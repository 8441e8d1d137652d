//! In-memory review store.
//!
//! The store is the authoritative state for the service: a fixed review
//! collection seeded at startup and a single mutable settings record. It is
//! an explicitly owned container (constructed per process, or per test case)
//! rather than module-level state, so tests get isolated instances.

use std::sync::{PoisonError, RwLock};

use craigmont_core::ReviewId;

use crate::model::{Review, ReviewSettings, seed_reviews};

/// Authoritative in-memory state: seeded reviews plus the settings singleton.
///
/// Reviews are immutable after construction, so concurrent reads need no
/// synchronization. Settings have exactly one writer operation
/// ([`replace_settings`](Self::replace_settings)) guarded by an `RwLock`,
/// so a reader never observes a torn mix of old and new field values.
#[derive(Debug)]
pub struct ReviewStore {
    reviews: Vec<Review>,
    settings: RwLock<ReviewSettings>,
}

impl ReviewStore {
    /// Create a store with explicit contents (used by tests).
    #[must_use]
    pub const fn new(reviews: Vec<Review>, settings: ReviewSettings) -> Self {
        Self {
            reviews,
            settings: RwLock::new(settings),
        }
    }

    /// Create a store with the production seed data.
    #[must_use]
    pub fn seeded() -> Self {
        Self::new(seed_reviews(), ReviewSettings::default())
    }

    /// All reviews, insertion order. Never fails.
    #[must_use]
    pub fn reviews(&self) -> &[Review] {
        &self.reviews
    }

    /// Look up a review by id.
    ///
    /// Returns `None` when no review matches; absence is a valid outcome,
    /// not an error.
    #[must_use]
    pub fn review(&self, id: ReviewId) -> Option<&Review> {
        self.reviews.iter().find(|review| review.id == id)
    }

    /// Snapshot of the current settings.
    #[must_use]
    pub fn settings(&self) -> ReviewSettings {
        // The lock guards a plain struct; even a poisoned lock holds a
        // coherent value, so recover it instead of propagating the panic.
        self.settings
            .read()
            .unwrap_or_else(PoisonError::into_inner)
            .clone()
    }

    /// Replace the settings singleton wholesale and return the new state.
    ///
    /// No field validation happens here; any combination is accepted,
    /// including notifications enabled with an empty email.
    pub fn replace_settings(&self, next: ReviewSettings) -> ReviewSettings {
        let mut guard = self
            .settings
            .write()
            .unwrap_or_else(PoisonError::into_inner);
        *guard = next;
        guard.clone()
    }
}

impl Default for ReviewStore {
    fn default() -> Self {
        Self::seeded()
    }
}
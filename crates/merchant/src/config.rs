//! Merchant dashboard configuration loaded from environment variables.
//!
//! # Environment Variables
//!
//! ## Optional
//! - `MERCHANT_HOST` - Bind address (default: 127.0.0.1)
//! - `MERCHANT_PORT` - Listen port (default: 3000)
//! - `REVIEWS_API_URL` - GraphQL endpoint of the review API
//!   (default: http://127.0.0.1:3001/graphql)

use std::net::{IpAddr, SocketAddr};

use thiserror::Error;

/// Configuration errors that can occur during loading.
#[derive(Debug, Error)]
pub enum ConfigError {
    #[error("Invalid environment variable {0}: {1}")]
    InvalidEnvVar(String, String),
}

/// Merchant dashboard application configuration.
#[derive(Debug, Clone)]
pub struct MerchantConfig {
    /// IP address to bind the server to
    pub host: IpAddr,
    /// Port to listen on
    pub port: u16,
    /// GraphQL endpoint of the review API
    pub reviews_api_url: String,
}

impl MerchantConfig {
    /// Load configuration from environment variables.
    ///
    /// Calls `dotenvy::dotenv()` to load from `.env` file if present.
    ///
    /// # Errors
    ///
    /// Returns `ConfigError` if a variable is present but unparseable.
    pub fn from_env() -> Result<Self, ConfigError> {
        // Load .env file if present (ignore errors if not found)
        let _ = dotenvy::dotenv();

        let host = get_env_or_default("MERCHANT_HOST", "127.0.0.1")
            .parse::<IpAddr>()
            .map_err(|e| ConfigError::InvalidEnvVar("MERCHANT_HOST".to_string(), e.to_string()))?;
        let port = get_env_or_default("MERCHANT_PORT", "3000")
            .parse::<u16>()
            .map_err(|e| ConfigError::InvalidEnvVar("MERCHANT_PORT".to_string(), e.to_string()))?;
        let reviews_api_url =
            get_env_or_default("REVIEWS_API_URL", "http://127.0.0.1:3001/graphql");

        Ok(Self {
            host,
            port,
            reviews_api_url,
        })
    }

    /// Returns the socket address for binding the server.
    #[must_use]
    pub const fn socket_addr(&self) -> SocketAddr {
        SocketAddr::new(self.host, self.port)
    }
}

/// Get an environment variable with a default value.
fn get_env_or_default(key: &str, default: &str) -> String {
    std::env::var(key).unwrap_or_else(|_| default.to_string())
}

#[cfg(test)]
#[allow(clippy::unwrap_used)]
mod tests {
    use super::*;

    #[test]
    fn test_socket_addr() {
        let config = MerchantConfig {
            host: "127.0.0.1".parse().unwrap(),
            port: 3000,
            reviews_api_url: "http://127.0.0.1:3001/graphql".to_string(),
        };

        let addr = config.socket_addr();
        assert_eq!(addr.ip().to_string(), "127.0.0.1");
        assert_eq!(addr.port(), 3000);
    }
}
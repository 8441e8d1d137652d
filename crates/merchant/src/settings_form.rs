//! Settings form draft state.
//!
//! The form loads a snapshot of the current settings once per session and
//! owns its edits from then on; external changes made while the form is open
//! are intentionally not reflected into in-progress edits - the last local
//! edit wins on submit. Field transitions maintain a single derived error
//! flag coupling the notification toggle to the email field, and submission
//! is suppressed while that flag is set.

use crate::api::types::NotificationSettings;

/// Inline error shown when notifications are enabled without an email.
pub const EMAIL_REQUIRED_MESSAGE: &str = "Enter an email to get review notifications.";

/// Editable draft of the merchant settings.
#[derive(Debug, Clone, PartialEq, Eq)]
pub struct SettingsForm {
    auto_publish: bool,
    email_notifications: bool,
    email: String,
    email_error: Option<&'static str>,
}

impl SettingsForm {
    /// Load a snapshot of the current settings into an editable draft.
    ///
    /// The error flag starts clear regardless of the snapshot's contents;
    /// it is derived only from edits.
    #[must_use]
    pub fn load(snapshot: NotificationSettings) -> Self {
        Self {
            auto_publish: snapshot.auto_publish,
            email_notifications: snapshot.email_notifications,
            email: snapshot.email,
            email_error: None,
        }
    }

    /// Set the auto-publish toggle. No cross-field effect.
    pub const fn set_auto_publish(&mut self, value: bool) {
        self.auto_publish = value;
    }

    /// Set the notification toggle.
    ///
    /// Enabling notifications while the email is empty raises the email
    /// error; any other combination clears it.
    pub fn set_email_notifications(&mut self, value: bool) {
        self.email_notifications = value;
        self.derive_email_error();
    }

    /// Edit the email field.
    ///
    /// Clearing the email while notifications are enabled raises the email
    /// error; a non-empty value clears it.
    pub fn set_email(&mut self, value: impl Into<String>) {
        self.email = value.into();
        self.derive_email_error();
    }

    fn derive_email_error(&mut self) {
        self.email_error = if self.email_notifications && self.email.is_empty() {
            Some(EMAIL_REQUIRED_MESSAGE)
        } else {
            None
        };
    }

    #[must_use]
    pub const fn auto_publish(&self) -> bool {
        self.auto_publish
    }

    #[must_use]
    pub const fn email_notifications(&self) -> bool {
        self.email_notifications
    }

    #[must_use]
    pub fn email(&self) -> &str {
        &self.email
    }

    #[must_use]
    pub const fn email_error(&self) -> Option<&'static str> {
        self.email_error
    }

    /// Yield the values to send with the update mutation.
    ///
    /// Returns `None` while the email error is set; no request may be sent
    /// in that state. The error flag itself is never part of the payload.
    #[must_use]
    pub fn submit(&self) -> Option<NotificationSettings> {
        if self.email_error.is_some() {
            return None;
        }
        Some(NotificationSettings {
            auto_publish: self.auto_publish,
            email_notifications: self.email_notifications,
            email: self.email.clone(),
        })
    }
}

INSTRUCTIONS FOR THE TASK: Give the number of lines in the data that contain the string "SocketAddr", and nothing else.

REPLY TO THE TASK: 3